Mas o que seria o assédio moral? Registrem-se abaixo as palavras do procurador do trabalho Henrique Correa [2]:

"(...) O assédio moral é a conduta reiterada no sentido de desgastar o equilíbrio emocional do sujeito passivo, seja por meio de atos, palavras, gestos, que vise o enfraquecimento da vítima ou ao seu desequilíbrio emocional.
O assédio moral pode ser dividido em: 1) Assédio moral vertical: é aquele que ocorre em relação de hierarquia. Pode ser descendente, da chefia em direção ao chefiado, ou ascendente, do chefiado em relação a chefia. 2) Assédio moral horizontal: verifica-se quando há tentativa de desequilíbrio emocional oriundo de colegas em relação a outro colegas. 3) Assédio moral organizacional ou straining: ocorre quando todos os trabalhadores da empresa são vítimas de terror psicológico com ameaças de sofrer castigos caso metas de produção não sejam atingidas".

Dito isso, impende frisar que recentemente foi sancionada a Lei 14.188/21, que criou o tipo penal de violência psicológica contra a mulher, com pena de reclusão de seis meses a dois anos, além de multa.

De acordo com a nova lei, o Código Penal sofreu alterações, sendo inserido o artigo 147-B, o qual passu a dispor o seguinte: "Causar dano emocional à mulher que a prejudique e perturbe seu pleno desenvolvimento ou que vise a degradar ou a controlar suas ações, comportamentos, crenças e decisões, mediante ameaça, constrangimento, humilhação, manipulação, isolamento, chantagem, ridicularização, limitação do direito de ir e vir ou qualquer outro meio que cause prejuízo à sua saúde psicológica e autodeterminação".
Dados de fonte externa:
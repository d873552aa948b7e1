// src/engine/mod.rs

//! Progression engine for wayfinder.
//!
//! This module ties together:
//! - dependency evaluation (is a step unlocked?)
//! - progression state (next / previous step, counters)
//! - submission legality and scoring
//!
//! The first three are pure: they read a [`CollectionPlan`](crate::catalog::CollectionPlan)
//! and a [`HistoryLookup`](crate::engagement::HistoryLookup) and never write.
//! The read-compute-write shell around them lives in [`service`].

pub mod dependency;
pub mod progression;
pub mod service;
pub mod submission;

pub use dependency::{DependencyEvaluator, answers_satisfy};
pub use progression::{Progress, ProgressionEngine, ProgressionState, StepPointer};
pub use service::{EngagementService, SubmitMode};
pub use submission::{Scored, SubmissionValidator};
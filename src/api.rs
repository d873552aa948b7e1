// src/api.rs

//! Wire shapes for callers that expose the engine over a transport.

use chrono::{DateTime, Utc};
use serde::{Deserialize, Serialize};

use crate::engagement::{Answer, EngagementDetail};
use crate::engine::progression::ProgressionState;
use crate::types::{StepId, WorkflowId};

/// Flat JSON rendering of a [`ProgressionState`].
#[derive(Debug, Clone, PartialEq, Eq, Serialize, Deserialize)]
pub struct ProgressionStateView {
    pub next_step_id: Option<StepId>,
    pub next_workflow_id: Option<WorkflowId>,
    pub prev_step_id: Option<StepId>,
    pub prev_workflow_id: Option<WorkflowId>,
    pub steps_completed_in_collection: usize,
    pub steps_in_collection: usize,
    pub steps_completed_in_workflow: usize,
    pub steps_in_workflow: usize,
    pub previously_completed_workflows: Vec<WorkflowId>,
}

impl From<&ProgressionState> for ProgressionStateView {
    fn from(state: &ProgressionState) -> Self {
        Self {
            next_step_id: state.next.map(|p| p.step),
            next_workflow_id: state.next.map(|p| p.workflow),
            prev_step_id: state.previous.map(|p| p.step),
            prev_workflow_id: state.previous.map(|p| p.workflow),
            steps_completed_in_collection: state.progress.steps_completed_in_collection,
            steps_in_collection: state.progress.steps_in_collection,
            steps_completed_in_workflow: state.progress.steps_completed_in_workflow,
            steps_in_workflow: state.progress.steps_in_workflow,
            previously_completed_workflows: state.previously_completed_workflows.clone(),
        }
    }
}

impl From<ProgressionState> for ProgressionStateView {
    fn from(state: ProgressionState) -> Self {
        Self::from(&state)
    }
}

/// Body of a step submission. Setting `finished` asks for the step to be
/// completed, which triggers scoring.
#[derive(Debug, Clone, PartialEq, Serialize, Deserialize)]
pub struct StepSubmission {
    pub step_id: StepId,
    pub started: DateTime<Utc>,
    #[serde(default, skip_serializing_if = "Option::is_none")]
    pub finished: Option<DateTime<Utc>>,
    #[serde(default, skip_serializing_if = "Option::is_none")]
    pub answers: Option<Vec<Answer>>,
}

impl StepSubmission {
    pub fn is_finishing(&self) -> bool {
        self.finished.is_some()
    }
}

#[derive(Debug, Clone, PartialEq, Serialize)]
pub struct SubmissionResponse {
    pub detail: EngagementDetail,
    pub state: ProgressionStateView,
    /// Present only when the submission was scored.
    #[serde(skip_serializing_if = "Option::is_none")]
    pub proceed: Option<bool>,
}
// src/cli.rs

//! CLI argument parsing using `clap`.

use clap::{Args, Parser, Subcommand, ValueEnum};

/// Command-line arguments for `wayfinder`.
#[derive(Debug, Clone, Parser)]
#[command(
    name = "wayfinder",
    version,
    about = "Guide users through collections of workflows, step by step.",
    long_about = None
)]
pub struct CliArgs {
    /// Path to the catalog file (TOML).
    ///
    /// Default: `Wayfinder.toml` in the current working directory.
    #[arg(long, global = true, value_name = "PATH", default_value = "Wayfinder.toml")]
    pub catalog: String,

    /// Logging level (error, warn, info, debug, trace).
    ///
    /// If omitted, `WAYFINDER_LOG` or a default level will be used.
    #[arg(long, global = true, value_enum, value_name = "LEVEL")]
    pub log_level: Option<LogLevel>,

    #[command(subcommand)]
    pub command: Command,
}

#[derive(Debug, Clone, Subcommand)]
pub enum Command {
    /// Parse + validate the catalog and print a summary.
    Check,

    /// Print the synthesized answer schema of a question.
    Schema {
        #[arg(value_name = "QUESTION_ID")]
        question: String,
    },

    /// Start a new engagement with a collection.
    Begin {
        #[command(flatten)]
        store: StoreArgs,

        #[arg(long, value_name = "ID")]
        user: String,

        /// Collection id, or `code` / `code@version`.
        #[arg(long, value_name = "ID")]
        collection: String,
    },

    /// Print the progression state of an engagement as JSON.
    State {
        #[command(flatten)]
        target: EngagementArgs,
    },

    /// Apply a step submission read from a JSON file.
    Submit {
        #[command(flatten)]
        target: EngagementArgs,

        /// Path to the submission body (JSON).
        #[arg(long, value_name = "PATH")]
        body: String,

        /// Update the step's existing detail instead of creating it.
        #[arg(long)]
        update: bool,
    },

    /// Finish an engagement.
    Finish {
        #[command(flatten)]
        target: EngagementArgs,
    },
}

#[derive(Debug, Clone, Args)]
pub struct StoreArgs {
    /// Engagement store snapshot (JSON); created if missing.
    #[arg(long, value_name = "PATH", default_value = "wayfinder-store.json")]
    pub store: String,
}

#[derive(Debug, Clone, Args)]
pub struct EngagementArgs {
    #[command(flatten)]
    pub store: StoreArgs,

    #[arg(long, value_name = "ID")]
    pub user: String,

    #[arg(long, value_name = "ID")]
    pub engagement: String,
}

/// Log level as exposed on the CLI.
#[derive(Debug, Copy, Clone, ValueEnum)]
pub enum LogLevel {
    Error,
    Warn,
    Info,
    Debug,
    Trace,
}

/// Convenience wrapper around `CliArgs::parse()`.
pub fn parse() -> CliArgs {
    CliArgs::parse()
}
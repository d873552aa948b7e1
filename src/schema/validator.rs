// src/schema/validator.rs

//! JSON Schema compilation on top of the `jsonschema` crate.
//!
//! Documents are checked against their draft's meta-schema before they are
//! built, so a keyword with the wrong shape is reported at authoring time with
//! a pointer into the document. `format` is asserted, not just annotated.

use std::fmt;
use std::sync::Arc;

use jsonschema::Validator;
use serde_json::{Value, json};

use crate::schema::SchemaError;

/// One reason an instance failed validation.
#[derive(Debug, Clone, PartialEq, Eq)]
pub struct ValidationFailure {
    /// JSON pointer into the instance (`""` for the root).
    pub instance_path: String,
    pub message: String,
}

/// A schema document checked for well-formedness and ready to validate.
///
/// Cheap to clone; the built validator is shared.
#[derive(Clone)]
pub struct CompiledSchema {
    validator: Arc<Validator>,
}

impl fmt::Debug for CompiledSchema {
    fn fmt(&self, f: &mut fmt::Formatter<'_>) -> fmt::Result {
        f.debug_struct("CompiledSchema").finish_non_exhaustive()
    }
}

impl CompiledSchema {
    pub fn compile(schema: &Value) -> Result<Self, SchemaError> {
        jsonschema::meta::validate(schema)
            .map_err(|e| SchemaError::malformed(e.instance_path.as_str(), e.to_string()))?;

        let validator = jsonschema::options()
            .should_validate_formats(true)
            .build(schema)
            .map_err(|e| SchemaError::malformed(e.schema_path.as_str(), e.to_string()))?;

        Ok(Self {
            validator: Arc::new(validator),
        })
    }

    pub fn is_valid(&self, instance: &Value) -> bool {
        self.validator.is_valid(instance)
    }

    /// Validate and report every failure found.
    pub fn validate(&self, instance: &Value) -> Vec<ValidationFailure> {
        self.validator
            .iter_errors(instance)
            .map(|e| ValidationFailure {
                instance_path: e.instance_path.as_str().to_string(),
                message: e.to_string(),
            })
            .collect()
    }
}

/// Whether `value` equals one of `allowed` under `enum` semantics, where
/// numbers compare by value (`1 == 1.0`).
pub(crate) fn is_member(value: &Value, allowed: &[Value]) -> bool {
    if allowed.is_empty() {
        return false;
    }
    jsonschema::validator_for(&json!({ "enum": allowed })).is_ok_and(|v| v.is_valid(value))
}

/// The first item that repeats an earlier one, under `uniqueItems` semantics.
pub(crate) fn first_duplicate(items: &[Value]) -> Option<&Value> {
    items
        .iter()
        .enumerate()
        .skip(1)
        .find(|(i, item)| is_member(item, &items[..*i]))
        .map(|(_, item)| item)
}
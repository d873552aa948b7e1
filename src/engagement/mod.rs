// src/engagement/mod.rs

//! Engagement records: the mutable state the engine reasons about.
//!
//! - [`store`] defines the read-only [`HistoryLookup`] the engine consumes and
//!   the [`EngagementStore`] the service writes through.
//! - [`memory`] is an in-process store with the same uniqueness guarantees a
//!   database would give.

pub mod memory;
pub mod store;

use chrono::{DateTime, Utc};
use serde::{Deserialize, Serialize};
use serde_json::Value;

use crate::types::{CollectionId, EngagementId, QuestionId, StepId, UserId};

pub use memory::MemoryStore;
pub use store::{EngagementStore, HistoryLookup};

/// One user's pass through a collection.
#[derive(Debug, Clone, PartialEq, Serialize, Deserialize)]
pub struct Engagement {
    pub id: EngagementId,
    pub collection_id: CollectionId,
    pub user_id: UserId,
    pub started: DateTime<Utc>,
    #[serde(default, skip_serializing_if = "Option::is_none")]
    pub finished: Option<DateTime<Utc>>,
}

impl Engagement {
    pub fn new(collection_id: CollectionId, user_id: UserId, started: DateTime<Utc>) -> Self {
        Self {
            id: EngagementId::generate(),
            collection_id,
            user_id,
            started,
            finished: None,
        }
    }

    pub fn is_finished(&self) -> bool {
        self.finished.is_some()
    }
}

/// A single answer inside an attempt.
#[derive(Debug, Clone, PartialEq, Serialize, Deserialize)]
pub struct Answer {
    pub question_id: QuestionId,
    /// The question's code; filled in from the catalog when omitted.
    #[serde(default)]
    pub question_identifier: String,
    #[serde(default)]
    pub value: Value,
    /// Set when the attempt was scored.
    #[serde(default, skip_serializing_if = "Option::is_none")]
    pub is_valid: Option<bool>,
}

impl Answer {
    pub fn new(question_id: QuestionId, value: Value) -> Self {
        Self {
            question_id,
            question_identifier: String::new(),
            value,
            is_valid: None,
        }
    }
}

/// One submission of a step. Only the last attempt of a detail counts for
/// dependencies and scoring; earlier ones are history.
#[derive(Debug, Clone, PartialEq, Serialize, Deserialize)]
pub struct Attempt {
    pub submitted_at: DateTime<Utc>,
    #[serde(default)]
    pub answers: Vec<Answer>,
}

/// Per-step record inside an engagement; unique per (engagement, step).
#[derive(Debug, Clone, PartialEq, Serialize, Deserialize)]
pub struct EngagementDetail {
    pub engagement_id: EngagementId,
    pub step_id: StepId,
    pub started: DateTime<Utc>,
    #[serde(default, skip_serializing_if = "Option::is_none")]
    pub finished: Option<DateTime<Utc>>,
    #[serde(default)]
    pub responses: Vec<Attempt>,
}

impl EngagementDetail {
    pub fn new(engagement_id: EngagementId, step_id: StepId, started: DateTime<Utc>) -> Self {
        Self {
            engagement_id,
            step_id,
            started,
            finished: None,
            responses: Vec::new(),
        }
    }

    pub fn is_finished(&self) -> bool {
        self.finished.is_some()
    }

    /// The authoritative attempt, if any.
    pub fn last_attempt(&self) -> Option<&Attempt> {
        self.responses.last()
    }

    /// Answers of the last attempt (empty when nothing was submitted).
    pub fn last_answers(&self) -> &[Answer] {
        self.last_attempt()
            .map(|a| a.answers.as_slice())
            .unwrap_or(&[])
    }
}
Frisa-se, por oportuno, que, inobstante a recente alteração legislativa, existe o Projeto de Lei nº 1.521, de 2019, em trâmite na Comissão de Constituição e Justiça do Senado, para tipificar o assédio moral. Atualmente, o projeto encontra-se aguardando designação do relator [3].

Vale destacar ainda que o Ministério Público do Trabalho dispõe de uma cartilha sobre a violência contra as mulheres no trabalho [4]. Esse documento tem por objetivo elucidar concepções referentes à violência contra a mulher, e que podem ter consequências ambiente de trabalho.

A referida cartilha preceitua que o assédio moral no trabalho "consiste em condutas abusivas, reiteradas e sistemáticas, manifestadas por meio de comportamentos, palavras, gestos e agressões leves, que interferem na dignidade humana e direitos fundamentais das vítimas (liberdade, igualdade e direitos de personalidade de outrem), por meio da humilhação e constrangimento, e que resulta em prejuízo às oportunidades na relação de emprego ou na expulsão da vítima de seu ambiente de trabalho".

De outro norte, o Comitê Permanente pela Promoção da Igualdade de Gênero e Raça do Senado Federal também aborda a temática em uma cartilha [5], assim como o Conselho Nacional do Ministério Público [6].

Observa-se, portanto, que o assédio moral é caracterizado por condutas repetitivas no meio ambiente do trabalho que ofendam a dignidade da pessoa humana, causando angústia e padecimento.

Se é verdade que o assédio moral pode ocorrer do empregador para o empregado, de igual modo, este pode acontecer entre os próprios colaboradores.

É cediço que as mulheres enfrentam mais dificuldades quando assunto é o assédio moral — até porque são, na prática, as maiores vítimas no ambiente de trabalho — situação essa resultante de sua vulnerabilidade.

Decerto, a mulher, além de ter de lidar, muitas vezes, com o preconceito, ainda enfrenta inúmeros desafios, tais como: diferença salarial em relação aos homens; falta de oportunidades para o crescimento profissional e as múltiplas jornadas decorrentes do trabalho — afazeres domésticos e filhos, dada a cultura machista arraigada em nossa sociedade.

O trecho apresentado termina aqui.